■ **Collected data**

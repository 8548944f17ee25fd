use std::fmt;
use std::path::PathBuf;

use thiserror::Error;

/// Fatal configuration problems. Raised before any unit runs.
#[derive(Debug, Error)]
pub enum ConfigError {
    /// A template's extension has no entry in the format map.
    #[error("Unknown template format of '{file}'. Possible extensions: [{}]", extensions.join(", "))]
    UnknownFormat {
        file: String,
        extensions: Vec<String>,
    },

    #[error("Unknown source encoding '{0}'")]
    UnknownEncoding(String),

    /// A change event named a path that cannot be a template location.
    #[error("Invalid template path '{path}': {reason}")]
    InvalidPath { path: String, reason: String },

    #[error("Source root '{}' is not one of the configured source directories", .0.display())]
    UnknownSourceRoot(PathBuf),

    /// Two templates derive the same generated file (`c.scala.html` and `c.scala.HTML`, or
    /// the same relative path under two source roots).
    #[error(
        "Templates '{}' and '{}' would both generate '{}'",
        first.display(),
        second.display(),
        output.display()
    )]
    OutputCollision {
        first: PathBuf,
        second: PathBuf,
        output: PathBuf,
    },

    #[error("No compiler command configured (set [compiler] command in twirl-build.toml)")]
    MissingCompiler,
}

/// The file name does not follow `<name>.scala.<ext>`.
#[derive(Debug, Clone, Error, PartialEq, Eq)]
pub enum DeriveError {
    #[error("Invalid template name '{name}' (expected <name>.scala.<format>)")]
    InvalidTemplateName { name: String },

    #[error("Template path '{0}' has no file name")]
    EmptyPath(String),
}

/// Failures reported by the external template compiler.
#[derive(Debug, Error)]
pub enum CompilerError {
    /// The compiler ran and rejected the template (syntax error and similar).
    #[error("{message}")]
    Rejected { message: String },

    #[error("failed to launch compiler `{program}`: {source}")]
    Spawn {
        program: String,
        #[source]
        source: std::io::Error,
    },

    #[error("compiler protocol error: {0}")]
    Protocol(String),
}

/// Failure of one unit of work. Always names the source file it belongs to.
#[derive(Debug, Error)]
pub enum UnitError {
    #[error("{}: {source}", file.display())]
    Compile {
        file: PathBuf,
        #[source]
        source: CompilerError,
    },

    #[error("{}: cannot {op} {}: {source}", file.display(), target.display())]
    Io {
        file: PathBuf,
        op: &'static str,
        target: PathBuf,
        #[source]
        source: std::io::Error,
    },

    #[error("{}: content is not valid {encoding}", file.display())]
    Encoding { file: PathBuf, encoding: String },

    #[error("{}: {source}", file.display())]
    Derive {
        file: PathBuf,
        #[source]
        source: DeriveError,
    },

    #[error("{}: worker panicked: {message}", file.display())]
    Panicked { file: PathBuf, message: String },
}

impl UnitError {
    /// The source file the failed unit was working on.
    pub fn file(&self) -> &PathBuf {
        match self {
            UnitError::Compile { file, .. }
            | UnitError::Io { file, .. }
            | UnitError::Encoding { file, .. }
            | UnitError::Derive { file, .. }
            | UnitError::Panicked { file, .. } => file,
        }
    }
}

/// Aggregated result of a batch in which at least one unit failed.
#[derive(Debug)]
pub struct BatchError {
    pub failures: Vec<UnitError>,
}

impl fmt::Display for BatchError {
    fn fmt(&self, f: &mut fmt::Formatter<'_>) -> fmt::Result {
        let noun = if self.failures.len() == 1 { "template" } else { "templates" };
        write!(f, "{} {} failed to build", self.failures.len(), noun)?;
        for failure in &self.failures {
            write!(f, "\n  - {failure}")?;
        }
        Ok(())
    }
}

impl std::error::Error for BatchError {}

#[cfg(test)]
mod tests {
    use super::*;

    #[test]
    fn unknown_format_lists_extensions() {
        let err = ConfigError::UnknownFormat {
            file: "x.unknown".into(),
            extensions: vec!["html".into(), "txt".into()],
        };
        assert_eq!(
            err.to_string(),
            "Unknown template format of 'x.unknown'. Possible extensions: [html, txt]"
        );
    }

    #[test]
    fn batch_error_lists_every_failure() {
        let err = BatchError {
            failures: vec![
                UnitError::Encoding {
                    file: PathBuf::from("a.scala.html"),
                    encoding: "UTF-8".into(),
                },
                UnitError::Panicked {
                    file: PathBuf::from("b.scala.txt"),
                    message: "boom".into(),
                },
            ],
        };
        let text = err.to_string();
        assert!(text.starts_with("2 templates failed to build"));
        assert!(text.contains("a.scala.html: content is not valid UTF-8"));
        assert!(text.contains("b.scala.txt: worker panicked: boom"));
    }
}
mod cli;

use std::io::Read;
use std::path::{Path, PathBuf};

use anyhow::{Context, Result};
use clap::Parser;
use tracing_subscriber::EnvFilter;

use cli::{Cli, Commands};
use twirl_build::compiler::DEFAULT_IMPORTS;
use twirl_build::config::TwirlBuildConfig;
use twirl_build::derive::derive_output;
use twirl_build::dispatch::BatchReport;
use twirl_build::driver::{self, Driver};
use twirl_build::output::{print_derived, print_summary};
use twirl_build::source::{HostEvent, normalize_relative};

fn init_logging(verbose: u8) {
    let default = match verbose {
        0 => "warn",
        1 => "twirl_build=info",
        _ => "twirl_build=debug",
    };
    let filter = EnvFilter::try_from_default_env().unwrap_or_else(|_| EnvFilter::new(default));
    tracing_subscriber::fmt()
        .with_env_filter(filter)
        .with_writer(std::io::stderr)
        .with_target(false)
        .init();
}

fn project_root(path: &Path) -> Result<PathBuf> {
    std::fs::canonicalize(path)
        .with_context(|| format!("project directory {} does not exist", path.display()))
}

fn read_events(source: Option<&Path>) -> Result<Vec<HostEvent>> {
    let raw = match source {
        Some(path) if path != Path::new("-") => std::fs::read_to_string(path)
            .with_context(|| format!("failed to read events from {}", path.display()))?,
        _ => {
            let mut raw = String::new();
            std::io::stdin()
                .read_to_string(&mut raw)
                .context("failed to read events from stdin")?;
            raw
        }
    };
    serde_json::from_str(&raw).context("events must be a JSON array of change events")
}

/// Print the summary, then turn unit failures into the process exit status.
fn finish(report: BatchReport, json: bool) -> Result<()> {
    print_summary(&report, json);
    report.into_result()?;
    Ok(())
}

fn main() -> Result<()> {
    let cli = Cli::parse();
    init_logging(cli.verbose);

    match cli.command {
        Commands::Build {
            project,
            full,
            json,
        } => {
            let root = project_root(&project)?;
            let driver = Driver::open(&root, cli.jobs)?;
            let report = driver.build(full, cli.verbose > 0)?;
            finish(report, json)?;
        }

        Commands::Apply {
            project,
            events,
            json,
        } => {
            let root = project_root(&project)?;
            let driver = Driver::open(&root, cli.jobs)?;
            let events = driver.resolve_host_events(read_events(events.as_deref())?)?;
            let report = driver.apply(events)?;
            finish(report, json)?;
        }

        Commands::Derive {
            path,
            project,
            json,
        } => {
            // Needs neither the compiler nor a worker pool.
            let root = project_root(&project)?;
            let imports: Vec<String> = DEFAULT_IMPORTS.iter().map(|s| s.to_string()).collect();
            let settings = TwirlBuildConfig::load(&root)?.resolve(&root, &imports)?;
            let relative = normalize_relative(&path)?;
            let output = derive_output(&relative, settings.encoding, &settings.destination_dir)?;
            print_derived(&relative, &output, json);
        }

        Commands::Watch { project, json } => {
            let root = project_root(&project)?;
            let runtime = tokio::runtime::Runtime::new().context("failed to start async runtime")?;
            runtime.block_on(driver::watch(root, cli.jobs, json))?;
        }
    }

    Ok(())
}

■ **THE PROBLEM**
Nothing in the data may be left out; copy every line exactly.

■ **WRITTEN RESPONSE**
repository 8548944f17ee25fd
use std::fmt;
use std::path::PathBuf;

use thiserror::Error;

/// Fatal configuration problems. Raised before any unit runs.
#[derive(Debug, Error)]
pub enum ConfigError {
    /// A template's extension has no entry in the format map.
    #[error("Unknown template format of '{file}'. Possible extensions: [{}]", extensions.join(", "))]
    UnknownFormat {
        file: String,
        extensions: Vec<String>,
    },

    #[error("Unknown source encoding '{0}'")]
    UnknownEncoding(String),

    /// A change event named a path that cannot be a template location.
    #[error("Invalid template path '{path}': {reason}")]
    InvalidPath { path: String, reason: String },

    #[error("Source root '{}' is not one of the configured source directories", .0.display())]
    UnknownSourceRoot(PathBuf),

    /// Two templates derive the same generated file (`c.scala.html` and `c.scala.HTML`, or
    /// the same relative path under two source roots).
    #[error(
        "Templates '{}' and '{}' would both generate '{}'",
        first.display(),
        second.display(),
        output.display()
    )]
    OutputCollision {
        first: PathBuf,
        second: PathBuf,
        output: PathBuf,
    },

    #[error("No compiler command configured (set [compiler] command in twirl-build.toml)")]
    MissingCompiler,
}

/// The file name does not follow `<name>.scala.<ext>`.
#[derive(Debug, Clone, Error, PartialEq, Eq)]
pub enum DeriveError {
    #[error("Invalid template name '{name}' (expected <name>.scala.<format>)")]
    InvalidTemplateName { name: String },

    #[error("Template path '{0}' has no file name")]
    EmptyPath(String),
}

/// Failures reported by the external template compiler.
#[derive(Debug, Error)]
pub enum CompilerError {
    /// The compiler ran and rejected the template (syntax error and similar).
    #[error("{message}")]
    Rejected { message: String },

    #[error("failed to launch compiler `{program}`: {source}")]
    Spawn {
        program: String,
        #[source]
        source: std::io::Error,
    },

    #[error("compiler protocol error: {0}")]
    Protocol(String),
}

/// Failure of one unit of work. Always names the source file it belongs to.
#[derive(Debug, Error)]
pub enum UnitError {
    #[error("{}: {source}", file.display())]
    Compile {
        file: PathBuf,
        #[source]
        source: CompilerError,
    },

    #[error("{}: cannot {op} {}: {source}", file.display(), target.display())]
    Io {
        file: PathBuf,
        op: &'static str,
        target: PathBuf,
        #[source]
        source: std::io::Error,
    },

    #[error("{}: content is not valid {encoding}", file.display())]
    Encoding { file: PathBuf, encoding: String },

    #[error("{}: {source}", file.display())]
    Derive {
        file: PathBuf,
        #[source]
        source: DeriveError,
    },

    #[error("{}: worker panicked: {message}", file.display())]
    Panicked { file: PathBuf, message: String },
}

impl UnitError {
    /// The source file the failed unit was working on.
    pub fn file(&self) -> &PathBuf {
        match self {
            UnitError::Compile { file, .. }
            | UnitError::Io { file, .. }
            | UnitError::Encoding { file, .. }
            | UnitError::Derive { file, .. }
            | UnitError::Panicked { file, .. } => file,
        }
    }
}

/// Aggregated result of a batch in which at least one unit failed.
#[derive(Debug)]
pub struct BatchError {
    pub failures: Vec<UnitError>,
}

impl fmt::Display for BatchError {
    fn fmt(&self, f: &mut fmt::Formatter<'_>) -> fmt::Result {
        let noun = if self.failures.len() == 1 { "template" } else { "templates" };
        write!(f, "{} {} failed to build", self.failures.len(), noun)?;
        for failure in &self.failures {
            write!(f, "\n  - {failure}")?;
        }
        Ok(())
    }
}

impl std::error::Error for BatchError {}

#[cfg(test)]
mod tests {
    use super::*;

    #[test]
    fn unknown_format_lists_extensions() {
        let err = ConfigError::UnknownFormat {
            file: "x.unknown".into(),
            extensions: vec!["html".into(), "txt".into()],
        };
        assert_eq!(
            err.to_string(),
            "Unknown template format of 'x.unknown'. Possible extensions: [html, txt]"
        );
    }

    #[test]
    fn batch_error_lists_every_failure() {
        let err = BatchError {
            failures: vec![
                UnitError::Encoding {
                    file: PathBuf::from("a.scala.html"),
                    encoding: "UTF-8".into(),
                },
                UnitError::Panicked {
                    file: PathBuf::from("b.scala.txt"),
                    message: "boom".into(),
                },
            ],
        };
        let text = err.to_string();
        assert!(text.starts_with("2 templates failed to build"));
        assert!(text.contains("a.scala.html: content is not valid UTF-8"));
        assert!(text.contains("b.scala.txt: worker panicked: boom"));
    }
}
mod cli;

use std::io::Read;
use std::path::{Path, PathBuf};

use anyhow::{Context, Result};
use clap::Parser;
use tracing_subscriber::EnvFilter;

use cli::{Cli, Commands};
use twirl_build::compiler::DEFAULT_IMPORTS;
use twirl_build::config::TwirlBuildConfig;
use twirl_build::derive::derive_output;
use twirl_build::dispatch::BatchReport;
use twirl_build::driver::{self, Driver};
use twirl_build::output::{print_derived, print_summary};
use twirl_build::source::{HostEvent, normalize_relative};

fn init_logging(verbose: u8) {
    let default = match verbose {
        0 => "warn",
        1 => "twirl_build=info",
        _ => "twirl_build=debug",
    };
    let filter = EnvFilter::try_from_default_env().unwrap_or_else(|_| EnvFilter::new(default));
    tracing_subscriber::fmt()
        .with_env_filter(filter)
        .with_writer(std::io::stderr)
        .with_target(false)
        .init();
}

fn project_root(path: &Path) -> Result<PathBuf> {
    std::fs::canonicalize(path)
        .with_context(|| format!("project directory {} does not exist", path.display()))
}

fn read_events(source: Option<&Path>) -> Result<Vec<HostEvent>> {
    let raw = match source {
        Some(path) if path != Path::new("-") => std::fs::read_to_string(path)
            .with_context(|| format!("failed to read events from {}", path.display()))?,
        _ => {
            let mut raw = String::new();
            std::io::stdin()
                .read_to_string(&mut raw)
                .context("failed to read events from stdin")?;
            raw
        }
    };
    serde_json::from_str(&raw).context("events must be a JSON array of change events")
}

/// Print the summary, then turn unit failures into the process exit status.
fn finish(report: BatchReport, json: bool) -> Result<()> {
    print_summary(&report, json);
    report.into_result()?;
    Ok(())
}

fn main() -> Result<()> {
    let cli = Cli::parse();
    init_logging(cli.verbose);

    match cli.command {
        Commands::Build {
            project,
            full,
            json,
        } => {
            let root = project_root(&project)?;
            let driver = Driver::open(&root, cli.jobs)?;
            let report = driver.build(full, cli.verbose > 0)?;
            finish(report, json)?;
        }

        Commands::Apply {
            project,
            events,
            json,
        } => {
            let root = project_root(&project)?;
            let driver = Driver::open(&root, cli.jobs)?;
            let events = driver.resolve_host_events(read_events(events.as_deref())?)?;
            let report = driver.apply(events)?;
            finish(report, json)?;
        }

        Commands::Derive {
            path,
            project,
            json,
        } => {
            // Needs neither the compiler nor a worker pool.
            let root = project_root(&project)?;
            let imports: Vec<String> = DEFAULT_IMPORTS.iter().map(|s| s.to_string()).collect();
            let settings = TwirlBuildConfig::load(&root)?.resolve(&root, &imports)?;
            let relative = normalize_relative(&path)?;
            let output = derive_output(&relative, settings.encoding, &settings.destination_dir)?;
            print_derived(&relative, &output, json);
        }

        Commands::Watch { project, json } => {
            let root = project_root(&project)?;
            let runtime = tokio::runtime::Runtime::new().context("failed to start async runtime")?;
            runtime.block_on(driver::watch(root, cli.jobs, json))?;
        }
    }

    Ok(())
}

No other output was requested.